__Assignment__
Work out how many lines in the entries contain the string "buffer", and give nothing but that number.

__Exercise inputs__
----

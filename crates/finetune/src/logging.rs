use std::{
    fs::{self, File},
    io::{BufWriter, Write},
    path::{Path, PathBuf},
    time::{SystemTime, UNIX_EPOCH},
};

use bytes::BytesMut;
use crc32fast::Hasher as Crc32;
use prost::Message;

use crate::{errors::FinetuneError, metrics::MetricMap};

#[derive(Clone, Debug)]
pub struct LoggingSettings {
    pub enable_stdout: bool,
    pub tensorboard_dir: Option<PathBuf>,
    pub tensorboard_flush_every_n: usize,
}

impl LoggingSettings {
    pub fn new(enable_stdout: bool, tensorboard_dir: Option<PathBuf>, flush_every: usize) -> Self {
        Self {
            enable_stdout,
            tensorboard_dir,
            tensorboard_flush_every_n: flush_every.max(1),
        }
    }
}

/// One `logging_steps` report.
#[derive(Clone, Debug, PartialEq)]
pub struct TrainLogRecord {
    pub step: usize,
    pub epoch: f64,
    pub loss: f64,
    pub learning_rate: f64,
    pub grad_norm: f64,
    pub steps_per_sec: f64,
}

pub struct Logger {
    settings: LoggingSettings,
    tensorboard: Option<TensorBoardWriter>,
}

impl Logger {
    pub fn new(settings: LoggingSettings) -> Result<Self, FinetuneError> {
        let tensorboard = if let Some(dir) = settings.tensorboard_dir.as_ref() {
            Some(TensorBoardWriter::create(
                dir,
                settings.tensorboard_flush_every_n,
            )?)
        } else {
            None
        };
        Ok(Self {
            settings,
            tensorboard,
        })
    }

    pub fn tensorboard_path(&self) -> Option<&Path> {
        self.tensorboard.as_ref().map(|writer| writer.path.as_path())
    }

    pub fn log_training_step(&mut self, record: &TrainLogRecord) {
        if self.settings.enable_stdout {
            println!(
                "train step={} epoch={:.2} loss={:.4} grad_norm={:.3} lr={:.5e} it/s={:.2}",
                record.step,
                record.epoch,
                record.loss,
                record.grad_norm,
                record.learning_rate,
                record.steps_per_sec
            );
        }

        if let Some(writer) = self.tensorboard.as_mut() {
            let step = record.step as i64;
            let _ = writer.write_scalar("train/loss", step, record.loss);
            let _ = writer.write_scalar("train/learning_rate", step, record.learning_rate);
            let _ = writer.write_scalar("train/grad_norm", step, record.grad_norm);
            let _ = writer.write_scalar("train/epoch", step, record.epoch);
        }
    }

    /// `metrics` carries `eval_`-prefixed keys; they are written under
    /// `eval/` without the prefix.
    pub fn log_evaluation(&mut self, step: usize, metrics: &MetricMap) {
        if self.settings.enable_stdout {
            let rendered: Vec<String> = metrics
                .iter()
                .map(|(key, value)| format!("{key}={value:.4}"))
                .collect();
            println!("eval step={} {}", step, rendered.join(" "));
        }

        if let Some(writer) = self.tensorboard.as_mut() {
            let step = step as i64;
            for (key, value) in metrics {
                let name = key.strip_prefix("eval_").unwrap_or(key);
                let _ = writer.write_scalar(&format!("eval/{name}"), step, *value);
            }
        }
    }

    pub fn flush(&mut self) {
        if let Some(writer) = self.tensorboard.as_mut() {
            let _ = writer.flush();
        }
    }
}

struct TensorBoardWriter {
    path: PathBuf,
    writer: BufWriter<File>,
    flush_every: usize,
    pending: usize,
}

impl TensorBoardWriter {
    fn create(dir: &Path, flush_every: usize) -> Result<Self, FinetuneError> {
        fs::create_dir_all(dir).map_err(|err| {
            FinetuneError::runtime(format!(
                "failed to create tensorboard directory {}: {err}",
                dir.display()
            ))
        })?;
        let filename = format!(
            "events.out.tfevents.{}.{}",
            current_unix_timestamp(),
            hostname()
        );
        let path = dir.join(filename);
        let file = File::create(&path).map_err(|err| {
            FinetuneError::runtime(format!(
                "failed to create tensorboard file {}: {err}",
                path.display()
            ))
        })?;
        let mut writer = Self {
            path,
            writer: BufWriter::new(file),
            flush_every: flush_every.max(1),
            pending: 0,
        };
        writer.write_event(&Event {
            wall_time: current_wall_time(),
            step: 0,
            file_version: Some("brain.Event:2".to_string()),
            summary: None,
        })?;
        Ok(writer)
    }

    fn write_scalar(&mut self, tag: &str, step: i64, value: f64) -> Result<(), FinetuneError> {
        let summary = Summary {
            value: vec![summary::Value {
                tag: tag.to_string(),
                simple_value: Some(value as f32),
            }],
        };
        let event = Event {
            wall_time: current_wall_time(),
            step,
            file_version: None,
            summary: Some(summary),
        };
        self.write_event(&event)
    }

    fn write_event(&mut self, event: &Event) -> Result<(), FinetuneError> {
        let mut buffer = BytesMut::with_capacity(128);
        event.encode(&mut buffer).map_err(|err| {
            FinetuneError::runtime(format!("failed to encode tensorboard event: {err}"))
        })?;

        let data = buffer.freeze();
        let len_bytes = (data.len() as u64).to_le_bytes();
        let len_crc_bytes = masked_crc32(&len_bytes).to_le_bytes();
        let data_crc_bytes = masked_crc32(data.as_ref()).to_le_bytes();

        self.writer
            .write_all(&len_bytes)
            .and_then(|_| self.writer.write_all(&len_crc_bytes))
            .and_then(|_| self.writer.write_all(&data))
            .and_then(|_| self.writer.write_all(&data_crc_bytes))
            .map_err(|err| {
                FinetuneError::runtime(format!("failed to write tensorboard event: {err}"))
            })?;

        self.pending += 1;
        if self.pending >= self.flush_every {
            self.flush()?;
        }
        Ok(())
    }

    fn flush(&mut self) -> Result<(), FinetuneError> {
        self.writer.flush().map_err(|err| {
            FinetuneError::runtime(format!("failed to flush tensorboard file: {err}"))
        })?;
        self.pending = 0;
        Ok(())
    }
}

impl Drop for TensorBoardWriter {
    fn drop(&mut self) {
        let _ = self.flush();
    }
}

fn masked_crc32(data: &[u8]) -> u32 {
    let mut hasher = Crc32::new();
    hasher.update(data);
    let crc = hasher.finalize();
    ((crc >> 15) | (crc << 17)).wrapping_add(0xa282_ead8)
}

fn current_unix_timestamp() -> u64 {
    SystemTime::now()
        .duration_since(UNIX_EPOCH)
        .unwrap_or_default()
        .as_secs()
}

fn current_wall_time() -> f64 {
    SystemTime::now()
        .duration_since(UNIX_EPOCH)
        .map(|dur| dur.as_secs_f64())
        .unwrap_or(0.0)
}

fn hostname() -> String {
    std::env::var("HOSTNAME")
        .or_else(|_| std::env::var("COMPUTERNAME"))
        .unwrap_or_else(|_| "localhost".to_string())
}

// `file_version` and `summary` share a oneof in event.proto; at most one is set.
#[derive(Clone, PartialEq, Message)]
struct Event {
    #[prost(double, tag = "1")]
    wall_time: f64,
    #[prost(int64, tag = "2")]
    step: i64,
    #[prost(string, optional, tag = "3")]
    file_version: Option<String>,
    #[prost(message, optional, tag = "5")]
    summary: Option<Summary>,
}

#[derive(Clone, PartialEq, Message)]
struct Summary {
    #[prost(message, repeated, tag = "1")]
    value: Vec<summary::Value>,
}

mod summary {
    use prost::Message;

    #[derive(Clone, PartialEq, Message)]
    pub struct Value {
        #[prost(string, tag = "1")]
        pub tag: String,
        #[prost(float, optional, tag = "2")]
        pub simple_value: Option<f32>,
    }
}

----

__Answer box__
3